What this task involves
Within the data below, determine how many lines contain "half" and supply only that figure.

= = = = = = =

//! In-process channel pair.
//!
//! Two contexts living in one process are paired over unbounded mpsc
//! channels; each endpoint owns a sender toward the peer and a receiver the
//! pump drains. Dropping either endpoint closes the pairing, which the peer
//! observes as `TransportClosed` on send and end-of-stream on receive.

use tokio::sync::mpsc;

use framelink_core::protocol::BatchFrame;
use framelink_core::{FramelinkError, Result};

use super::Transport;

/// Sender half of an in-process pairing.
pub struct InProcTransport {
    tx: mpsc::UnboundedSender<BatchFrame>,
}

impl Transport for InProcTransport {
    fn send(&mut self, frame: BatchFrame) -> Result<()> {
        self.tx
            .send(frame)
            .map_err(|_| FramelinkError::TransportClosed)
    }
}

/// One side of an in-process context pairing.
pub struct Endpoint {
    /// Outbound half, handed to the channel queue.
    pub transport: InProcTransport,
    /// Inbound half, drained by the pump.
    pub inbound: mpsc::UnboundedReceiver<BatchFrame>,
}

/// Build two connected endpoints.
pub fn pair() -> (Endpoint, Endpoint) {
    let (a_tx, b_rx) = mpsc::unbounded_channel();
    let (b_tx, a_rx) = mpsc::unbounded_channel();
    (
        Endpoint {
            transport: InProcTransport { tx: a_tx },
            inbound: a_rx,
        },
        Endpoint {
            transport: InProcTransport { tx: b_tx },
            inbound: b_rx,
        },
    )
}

= = = = = = =

Response below
3